Da “Hanno
distrutto i nostri valori” di Tomaso Montanari, pubblicato su “il Fatto
Quotidiano” del 3 di ottobre dell’anno 2017: (…). L’Italia così com’è (segnata
dalla massima crescita europea della diseguaglianza, Regno Unito escluso) è un
prodotto del Pd, che – insieme ai partiti di cui è erede, nella formula del
centrosinistra – ha governato più a lungo di Berlusconi. Lo smontaggio dello
Stato, la distruzione del pubblico e la negazione sistematica di pressoché
tutti i principi fondamentali della Costituzione sono da imputare al Pd almeno
quanto a Forza Italia. Arrivati a Renzi, il problema non è stato il
“personalismo” (pure odiosamente pervasivo): ma la definitiva distruzione dei
diritti dei lavoratori (Jobs act), la spallata finale alla scuola pubblica (la
Buona scuola), la mazzata inflitta all’ambiente (lo Sblocca Italia di Maurizio
Lupi), la mercificazione completa del patrimonio culturale e la fine della
tutela (la “riforma” Franceschini) e via elencando. Con Minniti, poi, siamo
arrivati all’eradicazione dell’articolo 10 dalla Costituzione e a una politica
securitaria per la quale i militanti di Fratelli d’Italia e Lega si spellano le
mani. Un partito che blocca lo Ius soli mentre approva un maxi-condono per l’abusivismo
edilizio: è questo il Pd. (…). Votare Pd per fermare la destra vuol dire
ripetere l’errore di chi era convinto che la visione di Sanders fosse utopica e
minoritaria e ha imposto la Clinton in nome del “realismo”: sappiamo com’è
finita. Fermare la destra facendo la politica della destra serve solo a
rinviare lo schianto finale, rendendolo ancora più devastante. In tutta Europa
sono nati movimenti radicali di sinistra (che usino o meno questa parola nel
loro nome), che contestano alla radice lo stato delle cose e le politiche di
centrosinistra degli ultimi vent’anni, rigettano il dominio della finanza sulla
politica e rivendicano il diritto di governare puntando al “pieno sviluppo
della persona umana” e non obbedendo al mercato. Tutti partiti meno “a
sinistra” di papa Francesco, sia chiaro: tanto per dire quanto sia insensato
parlare oggi di “centrosinistra” sul piano culturale. (…). Ma un simile
progetto non può certo iniziare sostenendo gli alfieri dello stato delle cose.

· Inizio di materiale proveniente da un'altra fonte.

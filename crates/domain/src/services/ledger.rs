use crate::entities::{AchievementView, EarnedAchievement, ACHIEVEMENT_CATALOG};

/// Merge the static catalog with a user's earned records
///
/// Total over the catalog: every entry appears exactly once, ordered by
/// descending points (ties keep catalog order). Records are expected to
/// belong to a single user; duplicates keep the earliest timestamp.
pub fn merge_achievements(earned: &[EarnedAchievement]) -> Vec<AchievementView> {
    let mut views: Vec<AchievementView> = ACHIEVEMENT_CATALOG
        .iter()
        .map(|def| AchievementView {
            kind: def.kind,
            title: def.title,
            description: def.description,
            points: def.points,
            earned_at: earned
                .iter()
                .filter(|e| e.kind == def.kind)
                .map(|e| e.earned_at)
                .min(),
        })
        .collect();

    views.sort_by(|a, b| b.points.cmp(&a.points));
    views
}

/// Points collected from unlocked achievements
pub fn total_points(views: &[AchievementView]) -> u32 {
    views
        .iter()
        .filter(|v| v.is_unlocked())
        .map(|v| v.points)
        .sum()
}

#[cfg(test)]
mod tests {
    use super::*;
    use crate::entities::AchievementKind;
    use chrono::{Duration, Utc};

    #[test]
    fn test_merge_without_records_is_total() {
        let views = merge_achievements(&[]);
        assert_eq!(views.len(), ACHIEVEMENT_CATALOG.len());
        assert!(views.iter().all(|v| !v.is_unlocked()));
        assert!(views.windows(2).all(|w| w[0].points >= w[1].points));
        assert_eq!(total_points(&views), 0);
    }

    #[test]
    fn test_merge_marks_earned() {
        let now = Utc::now();
        let earned = vec![
            EarnedAchievement {
                user_id: "u1".into(),
                kind: AchievementKind::BlogPosted,
                earned_at: now,
            },
            EarnedAchievement {
                user_id: "u1".into(),
                kind: AchievementKind::BlogPosted,
                earned_at: now - Duration::days(1),
            },
        ];

        let views = merge_achievements(&earned);
        assert_eq!(views.len(), ACHIEVEMENT_CATALOG.len());
        let blog = views
            .iter()
            .find(|v| v.kind == AchievementKind::BlogPosted)
            .unwrap();
        assert_eq!(blog.earned_at, Some(now - Duration::days(1)));
        assert_eq!(views.iter().filter(|v| v.is_unlocked()).count(), 1);
        assert_eq!(total_points(&views), blog.points);
        assert_eq!(views[0].kind, AchievementKind::BestPaper);
    }
}
use chrono::Utc;
use serde::{Deserialize, Serialize};
use serde_json::Value;
use std::collections::HashMap;
use std::io::{self, Write};
use tracing::field::{Field, Visit};
use tracing::{Event, Level, Subscriber};
use tracing_subscriber::fmt::format::FmtSpan;
use tracing_subscriber::fmt::MakeWriter;
use tracing_subscriber::{fmt, layer::SubscriberExt, EnvFilter, Layer, Registry};

/// One log event as a JSON object
#[derive(Debug, Clone, Serialize, Deserialize)]
pub struct StructuredLogEntry {
    /// ISO 8601 timestamp
    pub timestamp: String,
    pub level: String,
    pub target: String,
    pub message: String,
    /// Remaining event fields
    #[serde(flatten)]
    pub fields: HashMap<String, Value>,
    #[serde(skip_serializing_if = "Option::is_none")]
    pub context: Option<ExecutionContext>,
    #[serde(skip_serializing_if = "Option::is_none")]
    pub performance: Option<PerformanceMetrics>,
}

/// Process identity attached to every JSON entry
#[derive(Debug, Clone, Serialize, Deserialize)]
pub struct ExecutionContext {
    pub app_version: String,
    pub hostname: String,
    pub pid: u32,
}

impl Default for ExecutionContext {
    fn default() -> Self {
        Self {
            app_version: env!("CARGO_PKG_VERSION").to_string(),
            hostname: hostname::get()
                .map(|h| h.to_string_lossy().to_string())
                .unwrap_or_else(|_| "unknown".to_string()),
            pid: std::process::id(),
        }
    }
}

/// Timing fields lifted out of an event
#[derive(Debug, Clone, Serialize, Deserialize)]
pub struct PerformanceMetrics {
    pub duration_ms: Option<u64>,
    pub items_processed: Option<u64>,
}

/// Layer writing each event as one JSON line
///
/// Writes to stderr by default so command output on stdout stays clean.
pub struct JsonFormatter<W = fn() -> io::Stderr> {
    make_writer: W,
    include_context: bool,
}

impl JsonFormatter {
    pub fn new() -> Self {
        Self {
            make_writer: io::stderr,
            include_context: true,
        }
    }
}

impl Default for JsonFormatter {
    fn default() -> Self {
        Self::new()
    }
}

impl<W> JsonFormatter<W>
where
    W: for<'a> MakeWriter<'a> + 'static,
{
    pub fn with_writer<W2>(self, make_writer: W2) -> JsonFormatter<W2>
    where
        W2: for<'a> MakeWriter<'a> + 'static,
    {
        JsonFormatter {
            make_writer,
            include_context: self.include_context,
        }
    }

    pub fn with_context(mut self, include_context: bool) -> Self {
        self.include_context = include_context;
        self
    }
}

impl<S, W> Layer<S> for JsonFormatter<W>
where
    S: Subscriber + for<'a> tracing_subscriber::registry::LookupSpan<'a>,
    W: for<'a> MakeWriter<'a> + 'static,
{
    fn on_event(&self, event: &Event<'_>, _ctx: tracing_subscriber::layer::Context<'_, S>) {
        let mut visitor = JsonVisitor::default();
        event.record(&mut visitor);

        let level = match *event.metadata().level() {
            Level::ERROR => "ERROR",
            Level::WARN => "WARN",
            Level::INFO => "INFO",
            Level::DEBUG => "DEBUG",
            Level::TRACE => "TRACE",
        };

        let performance = visitor.extract_performance_metrics();

        let entry = StructuredLogEntry {
            timestamp: Utc::now().to_rfc3339(),
            level: level.to_string(),
            target: event.metadata().target().to_string(),
            message: visitor.message.unwrap_or_default(),
            fields: visitor.fields,
            context: self.include_context.then(ExecutionContext::default),
            performance,
        };

        if let Ok(json) = serde_json::to_string(&entry) {
            let mut writer = self.make_writer.make_writer();
            let _ = writeln!(writer, "{json}");
        }
    }
}

#[derive(Default)]
struct JsonVisitor {
    message: Option<String>,
    fields: HashMap<String, Value>,
}

impl Visit for JsonVisitor {
    fn record_debug(&mut self, field: &Field, value: &dyn std::fmt::Debug) {
        if field.name() == "message" {
            self.message = Some(format!("{value:?}"));
        } else {
            self.fields.insert(
                field.name().to_string(),
                Value::String(format!("{value:?}")),
            );
        }
    }

    fn record_str(&mut self, field: &Field, value: &str) {
        if field.name() == "message" {
            self.message = Some(value.to_string());
        } else {
            self.fields
                .insert(field.name().to_string(), Value::String(value.to_string()));
        }
    }

    fn record_i64(&mut self, field: &Field, value: i64) {
        self.fields
            .insert(field.name().to_string(), Value::Number(value.into()));
    }

    fn record_u64(&mut self, field: &Field, value: u64) {
        self.fields
            .insert(field.name().to_string(), Value::Number(value.into()));
    }

    fn record_f64(&mut self, field: &Field, value: f64) {
        if let Some(n) = serde_json::Number::from_f64(value) {
            self.fields.insert(field.name().to_string(), Value::Number(n));
        }
    }

    fn record_bool(&mut self, field: &Field, value: bool) {
        self.fields
            .insert(field.name().to_string(), Value::Bool(value));
    }
}

impl JsonVisitor {
    fn extract_performance_metrics(&self) -> Option<PerformanceMetrics> {
        let metrics = PerformanceMetrics {
            duration_ms: self.get_u64_field("duration_ms"),
            items_processed: self.get_u64_field("items_count"),
        };

        if metrics.duration_ms.is_some() || metrics.items_processed.is_some() {
            Some(metrics)
        } else {
            None
        }
    }

    fn get_u64_field(&self, name: &str) -> Option<u64> {
        self.fields.get(name).and_then(|v| v.as_u64())
    }
}

/// Logging setup
#[derive(Debug, Clone)]
pub struct LoggingConfig {
    /// Used when `RUST_LOG` is unset
    pub level: Level,
    pub json_output: bool,
    /// Human format only
    pub color_output: bool,
    pub include_context: bool,
    pub include_line_numbers: bool,
}

impl Default for LoggingConfig {
    fn default() -> Self {
        Self {
            level: Level::WARN,
            json_output: false,
            color_output: true,
            include_context: true,
            include_line_numbers: cfg!(debug_assertions),
        }
    }
}

impl LoggingConfig {
    /// Build from a level name; unknown names keep the default level
    pub fn from_level_name(level: &str, json_output: bool) -> Self {
        let mut config = Self {
            json_output,
            ..Self::default()
        };
        match level.trim().parse::<Level>() {
            Ok(parsed) => config.level = parsed,
            Err(_) => eprintln!("unknown log level '{level}', using {}", config.level),
        }
        config
    }
}

/// Install the global subscriber
///
/// Fails if a global subscriber is already set.
pub fn init_structured_logging(config: LoggingConfig) -> anyhow::Result<()> {
    let env_filter = EnvFilter::try_from_default_env()
        .unwrap_or_else(|_| EnvFilter::new(config.level.to_string()));

    if config.json_output {
        let json_layer = JsonFormatter::new().with_context(config.include_context);

        let subscriber = Registry::default().with(env_filter).with(json_layer);

        tracing::subscriber::set_global_default(subscriber)?;
    } else {
        let fmt_layer = fmt::layer()
            .with_writer(io::stderr)
            .with_target(true)
            .with_line_number(config.include_line_numbers)
            .with_ansi(config.color_output)
            .with_span_events(FmtSpan::NONE);

        let subscriber = Registry::default().with(env_filter).with(fmt_layer);

        tracing::subscriber::set_global_default(subscriber)?;
    }

    Ok(())
}

/// Logs the duration of an operation when finished
pub struct OperationTimer {
    start: std::time::Instant,
    operation_name: String,
    fields: HashMap<String, Value>,
}

impl OperationTimer {
    pub fn new(operation_name: impl Into<String>) -> Self {
        Self {
            start: std::time::Instant::now(),
            operation_name: operation_name.into(),
            fields: HashMap::new(),
        }
    }

    pub fn add_field(&mut self, key: impl Into<String>, value: impl Serialize) {
        if let Ok(v) = serde_json::to_value(value) {
            self.fields.insert(key.into(), v);
        }
    }

    pub fn elapsed_ms(&self) -> u64 {
        self.start.elapsed().as_millis() as u64
    }

    pub fn finish(self) {
        let duration_ms = self.elapsed_ms();

        tracing::info!(
            operation = %self.operation_name,
            duration_ms = duration_ms,
            success = true,
            fields = ?self.fields,
            "Operation completed"
        );
    }

    pub fn finish_with_result<T, E: std::fmt::Display>(self, result: &Result<T, E>) {
        let duration_ms = self.elapsed_ms();

        match result {
            Ok(_) => {
                tracing::info!(
                    operation = %self.operation_name,
                    duration_ms = duration_ms,
                    success = true,
                    fields = ?self.fields,
                    "Operation completed"
                );
            }
            Err(e) => {
                tracing::warn!(
                    operation = %self.operation_name,
                    duration_ms = duration_ms,
                    success = false,
                    error = %e,
                    fields = ?self.fields,
                    "Operation failed"
                );
            }
        }
    }
}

Alle prossime elezioni ci saranno tre, diverse, destre: quella padrona del
marchio, i 5stelle di Di Maio e il Pd di Renzi. Una sinistra che voglia
rovesciare il tavolo dello stato delle cose non può allearsi con nessuna delle
tre. E i numeri? Si può decidere di rivolgersi solo al 50% che vota, o
decidersi finalmente a parlare all’altra metà del Paese, con un linguaggio
nuovo e radicale. È la metà riemersa il 4 dicembre, determinando la vittoria
del No: laddove i flussi elettorali dimostrano che l’ 85% dei votanti Pd ha
scelto il Sì. Siamo, dunque, a una scelta di campo. L’oracolare Giuliano
Pisapia ha infine detto che sarà al fianco del Pd, mentre MdP deve ancora
decidere: tutti gli altri vogliono un quarto polo. Non so come finirà: ma se ci
si divide tra chi vuole lasciare tutto così com’è, e chi vuole invertire la
rotta non è uno scandalo, è onestà intellettuale. Lo scandalo è non averlo
fatto prima: oggi saremmo al 20 per cento. O al governo.